Half-way through came this line: “Several independent researchers said the study results were promising. But they also noted that the trial involved only 11 patients and said the therapy was less effective than in other published trials.”
But the only detailed caveat came at the very end – from Dr. Steven Rosenberg of the National Cancer Institute. What is so ironic is that while we were reading the piece, but before we got to Rosenberg’s quote, we actually reflected on the exuberant early news coverage of Rosenberg’s interleukin-2 research back in the 1980s – and how similar this felt. Now, about this new work, Rosenberg is quoted as saying “Cloned cells don’t work. These results are inferior.” It would have been easy to pull out news coverage of the IL-2 work (such as the Newsweek cover story in 1985) and help readers think about similarities.

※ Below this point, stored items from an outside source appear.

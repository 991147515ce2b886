//! Tunnel configuration.
//!
//! Mirrors the `[CnCNet4]` section the game reads at startup. On disk it is
//! stored as JSON:
//!
//! ```json
//! { "CnCNet4": { "Enabled": true, "Host": "server.cncnet.org", "Port": 9001 } }
//! ```

use serde::{Deserialize, Serialize};
use std::path::{Path, PathBuf};
use thiserror::Error;

pub const DEFAULT_HOST: &str = "server.cncnet.org";
pub const DEFAULT_PORT: u16 = 9001;
pub const MIN_PORT: u16 = 1024;
pub const MAX_PORT: u16 = 65534;
/// Longest relay host name the game's config buffer can hold.
pub const MAX_HOST_LEN: usize = 255;

#[derive(Debug, Error)]
pub enum ConfigError {
    #[error("failed to read config {path}: {source}")]
    Read {
        path: PathBuf,
        source: std::io::Error,
    },
    #[error("failed to parse config {path}: {source}")]
    Parse {
        path: PathBuf,
        source: serde_json::Error,
    },
}

/// Relay tunnel settings, read once at startup.
#[derive(Debug, Clone, PartialEq, Serialize, Deserialize)]
#[serde(default)]
pub struct TunnelConfig {
    #[serde(rename = "Enabled")]
    pub enabled: bool,
    /// Relay server host name or dotted IPv4 address.
    #[serde(rename = "Host")]
    pub host: String,
    /// Relay server port. Kept as read; see [`TunnelConfig::effective_port`].
    #[serde(rename = "Port")]
    pub port: i64,
    /// Ask for direct peer-to-peer traffic when the relay confirms it works.
    #[serde(rename = "P2P")]
    pub peer_to_peer: bool,
    #[serde(rename = "UDP")]
    pub use_udp: bool,
    /// Directory searched for conflicting legacy socket shims.
    #[serde(skip)]
    pub work_dir: PathBuf,
}

impl Default for TunnelConfig {
    fn default() -> Self {
        Self {
            enabled: false,
            host: DEFAULT_HOST.to_string(),
            port: DEFAULT_PORT as i64,
            peer_to_peer: false,
            use_udp: true,
            work_dir: PathBuf::from("."),
        }
    }
}

#[derive(Deserialize)]
struct ConfigFile {
    #[serde(rename = "CnCNet4", default)]
    cncnet4: TunnelConfig,
}

impl TunnelConfig {
    /// Load the `CnCNet4` section from a JSON file. A file without the
    /// section yields the defaults.
    pub fn load<P: AsRef<Path>>(path: P) -> Result<Self, ConfigError> {
        let path = path.as_ref();
        let content = std::fs::read_to_string(path).map_err(|source| ConfigError::Read {
            path: path.to_path_buf(),
            source,
        })?;
        Self::from_json(&content).map_err(|source| ConfigError::Parse {
            path: path.to_path_buf(),
            source,
        })
    }

    pub fn from_json(content: &str) -> Result<Self, serde_json::Error> {
        let mut config = serde_json::from_str::<ConfigFile>(content)?.cncnet4;
        config.truncate_host();
        Ok(config)
    }

    fn truncate_host(&mut self) {
        if self.host.len() > MAX_HOST_LEN {
            let mut end = MAX_HOST_LEN;
            while !self.host.is_char_boundary(end) {
                end -= 1;
            }
            self.host.truncate(end);
        }
    }

    /// Relay port actually used: the configured one if it lies within
    /// `[1024, 65534]`, otherwise 9001.
    pub fn effective_port(&self) -> u16 {
        if (MIN_PORT as i64..=MAX_PORT as i64).contains(&self.port) {
            self.port as u16
        } else {
            DEFAULT_PORT
        }
    }
}
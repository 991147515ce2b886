//! CnCNet4 relay tunnel for IPX games.
//!
//! The game believes it is talking IPX. Its socket calls are redirected to a
//! [`SocketFacade`], which hands IPX traffic to a [`TunnelSession`]: every
//! datagram is wrapped for a CnCNet relay server over one UDP socket, or sent
//! straight to a peer once the relay has confirmed direct connectivity.
//!
//! ```text
//! game ──> SocketFacade ──> TunnelSession ──> wire + addr ──> UDP ──> relay / peer
//!               └────────────> OS sockets (everything that is not IPX)
//! ```

pub mod addr;
pub mod config;
pub mod facade;
pub mod tunnel;
pub mod udp;
pub mod wire;

mod tunnel_info_bridge;

pub use addr::{IpxAddress, PeerAddress, SockAddr};
pub use config::{ConfigError, TunnelConfig};
pub use facade::{HostResolver, SocketApi, SocketFacade, SystemHostResolver};
pub use tunnel::{
    InitError, TunnelSession, TunnelState, IDLE_POLL_TIMEOUT, P2P_PORT, TUNNEL_SOCKET,
};
pub use tunnel_info_bridge::TunnelTraffic;
pub use udp::{SocketHandle, Transport, UdpTransport};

So, while we applaud the overall work of this story, we wished for a bit more historical perspective. Journalists and the public should remember Santayana’s quote: “Those who cannot remember the past are condemned to repeat it.”

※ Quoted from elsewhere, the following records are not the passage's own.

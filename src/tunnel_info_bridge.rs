//! Lightweight bridge for reporting tunnel state/log/traffic to an optional listener.
//!
//! A launcher embedding the tunnel can install a listener to be told when the
//! session changes state, when it silently degrades (P2P probe timeout, stray
//! datagrams) and how much traffic went through it. Payloads are JSON.

use serde::Serialize;
use std::sync::{Arc, Mutex};

#[derive(Serialize, Default, Clone, Copy, Debug, PartialEq, Eq)]
/// Datagram and byte counters for the tunnel socket.
pub struct TunnelTraffic {
    pub rx_bytes: u64,
    pub tx_bytes: u64,
    pub tx_dgrams: u64,
    pub rx_dgrams: u64,
}

impl TunnelTraffic {
    pub(crate) fn record_rx(&mut self, len: usize) {
        self.rx_dgrams += 1;
        self.rx_bytes += len as u64;
    }

    pub(crate) fn record_tx(&mut self, len: usize) {
        self.tx_dgrams += 1;
        self.tx_bytes += len as u64;
    }
}

#[derive(Serialize)]
/// Discriminator for the type of info carried in TunnelInfo.
pub(crate) enum TunnelInfoType {
    TunnelState,
    TunnelLog,
    TunnelTraffic,
}

#[derive(Serialize)]
/// A serializable wrapper carrying a typed info payload for reporting.
pub(crate) struct TunnelInfo<T>
where
    T: ?Sized + Serialize,
{
    pub info_type: TunnelInfoType,
    pub data: Box<T>,
}

impl<T> TunnelInfo<T>
where
    T: ?Sized + Serialize,
{
    pub(crate) fn new(info_type: TunnelInfoType, data: Box<T>) -> Self {
        Self { info_type, data }
    }
}

/// Posts serialized tunnel info to a user-provided listener, if installed.
#[derive(Default)]
pub(crate) struct TunnelInfoBridge {
    listener: Option<Arc<Mutex<dyn FnMut(&str) + 'static + Send + Sync>>>,
}

impl TunnelInfoBridge {
    pub(crate) fn new() -> Self {
        TunnelInfoBridge { listener: None }
    }

    /// Install a listener that will receive JSON-serialized TunnelInfo payloads.
    pub(crate) fn set_listener(&mut self, listener: impl FnMut(&str) + 'static + Send + Sync) {
        self.listener = Some(Arc::new(Mutex::new(listener)));
    }

    pub(crate) fn has_listener(&self) -> bool {
        self.listener.is_some()
    }

    /// Serialize and post a TunnelInfo to the installed listener (if any).
    pub(crate) fn post_tunnel_info<T>(&self, data: TunnelInfo<T>)
    where
        T: ?Sized + Serialize,
    {
        if let Some(ref listener) = self.listener {
            if let Ok(json) = serde_json::to_string(&data) {
                if let Ok(mut listener) = listener.lock() {
                    listener(json.as_str());
                }
            }
        }
    }

    pub(crate) fn post_log(&self, message: &str) {
        if self.has_listener() {
            self.post_tunnel_info(TunnelInfo::new(
                TunnelInfoType::TunnelLog,
                Box::new(message),
            ));
        }
    }
}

We were urged to review this by breast cancer advocate Jody Schoger, who wrote on Facebook, “This seems like announcing a new chemo regimen that extends survival by one or two months…. I do appreciate that hope and optimism – I always prefer that it’s anchored with the reality of time; and how long it takes to go from these new realizations to making significant progress against melanoma.” Schoger’s note elicited this response from Sally Church, PhD (a biochemist interested in cancer biology): “Ugh yet more hype about immunotherapy with a small number of patients… don’t get me started!”

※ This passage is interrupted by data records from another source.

//! Relay datagram codec.
//!
//! Two fixed-capacity buffers carry every datagram the tunnel sends or
//! receives. Integers are stored in host byte order, strings are
//! NUL-terminated. Writing past capacity is a programming error and panics;
//! reading past the filled length yields zero instead of failing, which the
//! relay protocol relies on for truncated datagrams.

/// Capacity of both the inbound and the outbound buffer.
pub const BUFFER_SIZE: usize = 2048;

/// Relay protocol command bytes. The values are fixed by deployed relay servers.
#[derive(Debug, Clone, Copy, PartialEq, Eq)]
#[repr(u8)]
pub enum Command {
    Tunnel = 0,
    P2P = 1,
    Disconnect = 2,
    Ping = 3,
    Query = 4,
    TestP2P = 5,
}

impl TryFrom<u8> for Command {
    type Error = u8;

    fn try_from(value: u8) -> Result<Self, Self::Error> {
        match value {
            0 => Ok(Command::Tunnel),
            1 => Ok(Command::P2P),
            2 => Ok(Command::Disconnect),
            3 => Ok(Command::Ping),
            4 => Ok(Command::Query),
            5 => Ok(Command::TestP2P),
            other => Err(other),
        }
    }
}

/// Datagram being assembled for sending.
///
/// Fields can be appended across several calls; nothing leaves the buffer
/// until the owner sends [`OutBuffer::as_slice`] and calls
/// [`OutBuffer::discard`].
pub struct OutBuffer {
    bytes: [u8; BUFFER_SIZE],
    pos: usize,
}

impl OutBuffer {
    pub fn new() -> Self {
        Self {
            bytes: [0; BUFFER_SIZE],
            pos: 0,
        }
    }

    pub fn write_i8(&mut self, value: i8) {
        self.write_bytes(&value.to_ne_bytes());
    }

    pub fn write_i16(&mut self, value: i16) {
        self.write_bytes(&value.to_ne_bytes());
    }

    pub fn write_i32(&mut self, value: i32) {
        self.write_bytes(&value.to_ne_bytes());
    }

    /// Append raw bytes.
    ///
    /// # Panics
    ///
    /// Panics if the datagram would grow past [`BUFFER_SIZE`].
    pub fn write_bytes(&mut self, data: &[u8]) {
        assert!(
            self.pos + data.len() <= BUFFER_SIZE,
            "outbound datagram overflow: {} + {} > {}",
            self.pos,
            data.len(),
            BUFFER_SIZE
        );
        self.bytes[self.pos..self.pos + data.len()].copy_from_slice(data);
        self.pos += data.len();
    }

    /// Append the bytes of `value` followed by a NUL terminator.
    pub fn write_string(&mut self, value: &str) {
        assert!(
            self.pos + value.len() < BUFFER_SIZE,
            "outbound string overflow: {} + {} >= {}",
            self.pos,
            value.len(),
            BUFFER_SIZE
        );
        self.write_bytes(value.as_bytes());
        self.write_bytes(&[0]);
    }

    pub fn len(&self) -> usize {
        self.pos
    }

    pub fn is_empty(&self) -> bool {
        self.pos == 0
    }

    /// Bytes assembled so far.
    pub fn as_slice(&self) -> &[u8] {
        &self.bytes[..self.pos]
    }

    /// Drop the assembled datagram, typically right after it was sent.
    pub fn discard(&mut self) {
        self.pos = 0;
    }
}

impl Default for OutBuffer {
    fn default() -> Self {
        Self::new()
    }
}

/// Most recently received datagram and the read cursor into it.
pub struct InBuffer {
    bytes: [u8; BUFFER_SIZE],
    len: usize,
    pos: usize,
}

impl InBuffer {
    pub fn new() -> Self {
        Self {
            bytes: [0; BUFFER_SIZE],
            len: 0,
            pos: 0,
        }
    }

    /// Reset the cursor and hand out the whole buffer to receive into.
    /// Call [`InBuffer::set_filled`] with the received length afterwards.
    pub fn prepare(&mut self) -> &mut [u8] {
        self.len = 0;
        self.pos = 0;
        &mut self.bytes
    }

    pub fn set_filled(&mut self, len: usize) {
        self.len = len.min(BUFFER_SIZE);
        self.pos = 0;
    }

    /// Load `data` as if it had just been received.
    pub fn fill_from(&mut self, data: &[u8]) {
        let len = data.len().min(BUFFER_SIZE);
        self.prepare()[..len].copy_from_slice(&data[..len]);
        self.set_filled(len);
    }

    pub fn read_i8(&mut self) -> i8 {
        self.read_array::<1>().map(i8::from_ne_bytes).unwrap_or(0)
    }

    pub fn read_i16(&mut self) -> i16 {
        self.read_array::<2>().map(i16::from_ne_bytes).unwrap_or(0)
    }

    pub fn read_i32(&mut self) -> i32 {
        self.read_array::<4>().map(i32::from_ne_bytes).unwrap_or(0)
    }

    fn read_array<const N: usize>(&mut self) -> Option<[u8; N]> {
        if self.pos + N > self.len {
            return None;
        }
        let mut out = [0u8; N];
        out.copy_from_slice(&self.bytes[self.pos..self.pos + N]);
        self.pos += N;
        Some(out)
    }

    /// Copy up to `out.len()` bytes, returning how many were copied.
    pub fn read_bytes(&mut self, out: &mut [u8]) -> usize {
        let count = out.len().min(self.remaining());
        out[..count].copy_from_slice(&self.bytes[self.pos..self.pos + count]);
        self.pos += count;
        count
    }

    /// Read a NUL-terminated string of at most `max_len - 1` bytes.
    ///
    /// The cursor always moves past the terminator (or to the end of the
    /// datagram when there is none), even if the string was cut short.
    pub fn read_string(&mut self, max_len: usize) -> String {
        let rest = &self.bytes[self.pos..self.len];
        let end = rest.iter().position(|&b| b == 0).unwrap_or(rest.len());
        let keep = end.min(max_len.saturating_sub(1));
        let value = String::from_utf8_lossy(&rest[..keep]).into_owned();
        self.pos = (self.pos + end + 1).min(self.len);
        value
    }

    pub fn remaining(&self) -> usize {
        self.len - self.pos
    }

    /// Unread part of the datagram.
    pub fn remaining_slice(&self) -> &[u8] {
        &self.bytes[self.pos..self.len]
    }
}

impl Default for InBuffer {
    fn default() -> Self {
        Self::new()
    }
}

An early experiment of immunotherapy against melanoma may be too early to allow for a cost estimate.
We’ll give the story the benefit of the doubt for reporting:
“In six of the 11 patients in the trial, the melanoma stopped progressing for 12 to 19 weeks. Another patient was declared in remission because his cancer ceased to spread and, after several months, disappeared altogether. Three years later, researchers continue to detect the presence of the cloned cells they infused into the patient”
The story stated:
“Currently, the T cells have limited staying power and often die off before their work is done. Doctors give them a boost by administering a growth factor called interleukin-2. But at high doses, it can cause dangerously low blood pressure, breathing problems, kidney failure and heart arrhythmias.
Yee’s group showed that by choosing T cells more selectively, patients can get by with much lower doses of interleukin-2, making the treatment less toxic.”
But we’re not told what side effects were observed in the 11 patients in the study. In reality the study originally involved a high dose (3 subjects) and low dose (8 subjects) IL-2 arm. The high dose arm was closed by the Data and Safety Monitoring Board prematurely due to unacceptable toxicity.
The early, small, preliminary nature of the study was clear from the story. Steven Rosenberg’s comments at the end also gave perspective.
No disease mongering at play here.
Several independent sources were quoted.
Brief reference was made to one patient having had 6 years of chemotherapy “only to have his melanoma return.” And Rosenberg’s comments at the end note a competing immunotherapy approach. But the story didn’t give readers a clear context of melanoma treatments, or of why and for whom immunotherapy would be tried, etc.
We think it’s clear from the story that this is only an experimental approach right now.
The relative novelty of this approach for melanoma was evident in the story.
It’s clear that the story did not rely solely on a news release.